[[ SUPPLIED RECORDS open ]]
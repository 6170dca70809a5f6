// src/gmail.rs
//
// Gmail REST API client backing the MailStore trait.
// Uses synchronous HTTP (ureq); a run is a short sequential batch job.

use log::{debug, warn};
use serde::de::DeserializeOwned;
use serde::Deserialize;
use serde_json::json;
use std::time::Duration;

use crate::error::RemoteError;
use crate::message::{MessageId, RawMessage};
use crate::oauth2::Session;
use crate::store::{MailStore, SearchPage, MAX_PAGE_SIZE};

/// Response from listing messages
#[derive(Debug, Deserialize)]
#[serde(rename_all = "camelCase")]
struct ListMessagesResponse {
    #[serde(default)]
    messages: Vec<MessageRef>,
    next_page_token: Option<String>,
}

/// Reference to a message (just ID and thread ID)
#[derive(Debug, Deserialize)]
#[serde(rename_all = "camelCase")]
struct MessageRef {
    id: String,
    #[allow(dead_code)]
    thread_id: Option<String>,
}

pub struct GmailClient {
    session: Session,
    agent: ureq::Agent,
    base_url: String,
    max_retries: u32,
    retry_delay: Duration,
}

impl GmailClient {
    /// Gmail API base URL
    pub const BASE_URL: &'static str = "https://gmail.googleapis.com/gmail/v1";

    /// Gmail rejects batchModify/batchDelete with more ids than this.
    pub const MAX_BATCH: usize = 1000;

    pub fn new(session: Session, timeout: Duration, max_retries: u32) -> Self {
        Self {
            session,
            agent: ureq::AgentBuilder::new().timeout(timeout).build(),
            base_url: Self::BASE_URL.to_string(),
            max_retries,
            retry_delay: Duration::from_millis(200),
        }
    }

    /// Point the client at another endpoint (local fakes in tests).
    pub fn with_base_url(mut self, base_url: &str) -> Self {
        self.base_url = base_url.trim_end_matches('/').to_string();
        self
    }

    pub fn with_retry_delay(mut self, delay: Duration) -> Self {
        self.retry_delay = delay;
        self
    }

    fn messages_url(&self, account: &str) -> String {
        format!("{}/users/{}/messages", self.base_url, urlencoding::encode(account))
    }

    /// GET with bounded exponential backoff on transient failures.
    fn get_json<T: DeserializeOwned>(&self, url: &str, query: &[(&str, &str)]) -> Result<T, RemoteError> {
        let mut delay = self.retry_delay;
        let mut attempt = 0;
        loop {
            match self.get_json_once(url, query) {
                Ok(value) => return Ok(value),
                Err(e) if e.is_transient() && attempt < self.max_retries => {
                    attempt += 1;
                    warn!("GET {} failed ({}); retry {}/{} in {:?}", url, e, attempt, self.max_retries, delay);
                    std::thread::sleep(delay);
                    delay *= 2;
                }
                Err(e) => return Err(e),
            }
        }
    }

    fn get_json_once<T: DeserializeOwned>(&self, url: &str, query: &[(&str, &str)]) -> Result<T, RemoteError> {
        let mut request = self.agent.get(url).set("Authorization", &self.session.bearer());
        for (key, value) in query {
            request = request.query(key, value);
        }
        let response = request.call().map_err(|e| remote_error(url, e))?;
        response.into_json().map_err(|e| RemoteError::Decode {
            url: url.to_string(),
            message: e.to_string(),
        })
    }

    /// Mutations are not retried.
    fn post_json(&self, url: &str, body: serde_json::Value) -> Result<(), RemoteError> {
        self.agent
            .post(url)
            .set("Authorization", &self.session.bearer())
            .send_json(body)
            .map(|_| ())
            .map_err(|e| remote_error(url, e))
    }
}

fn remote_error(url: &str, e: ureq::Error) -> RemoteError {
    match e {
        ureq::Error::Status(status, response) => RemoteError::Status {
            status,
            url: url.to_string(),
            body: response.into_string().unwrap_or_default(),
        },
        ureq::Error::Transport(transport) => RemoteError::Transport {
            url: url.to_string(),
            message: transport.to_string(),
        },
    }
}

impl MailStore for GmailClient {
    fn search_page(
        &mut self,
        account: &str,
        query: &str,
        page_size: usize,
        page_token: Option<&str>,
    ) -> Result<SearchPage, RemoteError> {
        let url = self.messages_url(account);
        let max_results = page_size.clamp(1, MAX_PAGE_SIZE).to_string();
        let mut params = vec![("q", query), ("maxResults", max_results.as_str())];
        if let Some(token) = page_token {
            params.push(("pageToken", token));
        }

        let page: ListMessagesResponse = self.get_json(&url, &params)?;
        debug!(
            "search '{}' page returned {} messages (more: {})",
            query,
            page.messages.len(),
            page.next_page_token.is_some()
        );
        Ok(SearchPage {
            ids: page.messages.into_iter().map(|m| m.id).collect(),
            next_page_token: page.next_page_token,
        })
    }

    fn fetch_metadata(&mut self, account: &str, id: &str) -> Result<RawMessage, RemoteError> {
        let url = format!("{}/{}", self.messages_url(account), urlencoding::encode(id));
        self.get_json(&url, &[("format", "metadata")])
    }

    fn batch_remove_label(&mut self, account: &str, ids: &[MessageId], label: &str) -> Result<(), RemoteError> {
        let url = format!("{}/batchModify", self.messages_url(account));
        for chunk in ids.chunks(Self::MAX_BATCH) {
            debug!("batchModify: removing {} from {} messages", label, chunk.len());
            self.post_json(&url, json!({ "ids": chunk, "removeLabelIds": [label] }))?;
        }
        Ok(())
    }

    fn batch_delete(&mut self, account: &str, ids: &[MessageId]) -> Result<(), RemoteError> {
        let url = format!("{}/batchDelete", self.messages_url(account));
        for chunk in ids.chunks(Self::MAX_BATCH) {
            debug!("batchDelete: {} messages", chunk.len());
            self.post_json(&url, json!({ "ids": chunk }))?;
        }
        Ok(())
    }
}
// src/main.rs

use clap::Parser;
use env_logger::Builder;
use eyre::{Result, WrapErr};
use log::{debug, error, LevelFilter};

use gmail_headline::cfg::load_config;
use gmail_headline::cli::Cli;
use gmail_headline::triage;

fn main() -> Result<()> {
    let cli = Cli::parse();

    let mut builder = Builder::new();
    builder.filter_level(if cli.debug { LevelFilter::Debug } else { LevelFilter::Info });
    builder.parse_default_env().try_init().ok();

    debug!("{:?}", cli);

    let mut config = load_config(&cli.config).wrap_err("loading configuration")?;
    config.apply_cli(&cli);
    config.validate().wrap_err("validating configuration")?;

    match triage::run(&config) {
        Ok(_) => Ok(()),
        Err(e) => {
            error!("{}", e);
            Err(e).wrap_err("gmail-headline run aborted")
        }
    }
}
[[ SUPPLIED RECORDS closed ]]
> **WHAT THE EXERCISE ASKS**
Locate and copy each line in the data above that includes the word "configuration".

> **FINAL ANSWER**
    let mut config = load_config(&cli.config).wrap_err("loading configuration")?;
    config.validate().wrap_err("validating configuration")?;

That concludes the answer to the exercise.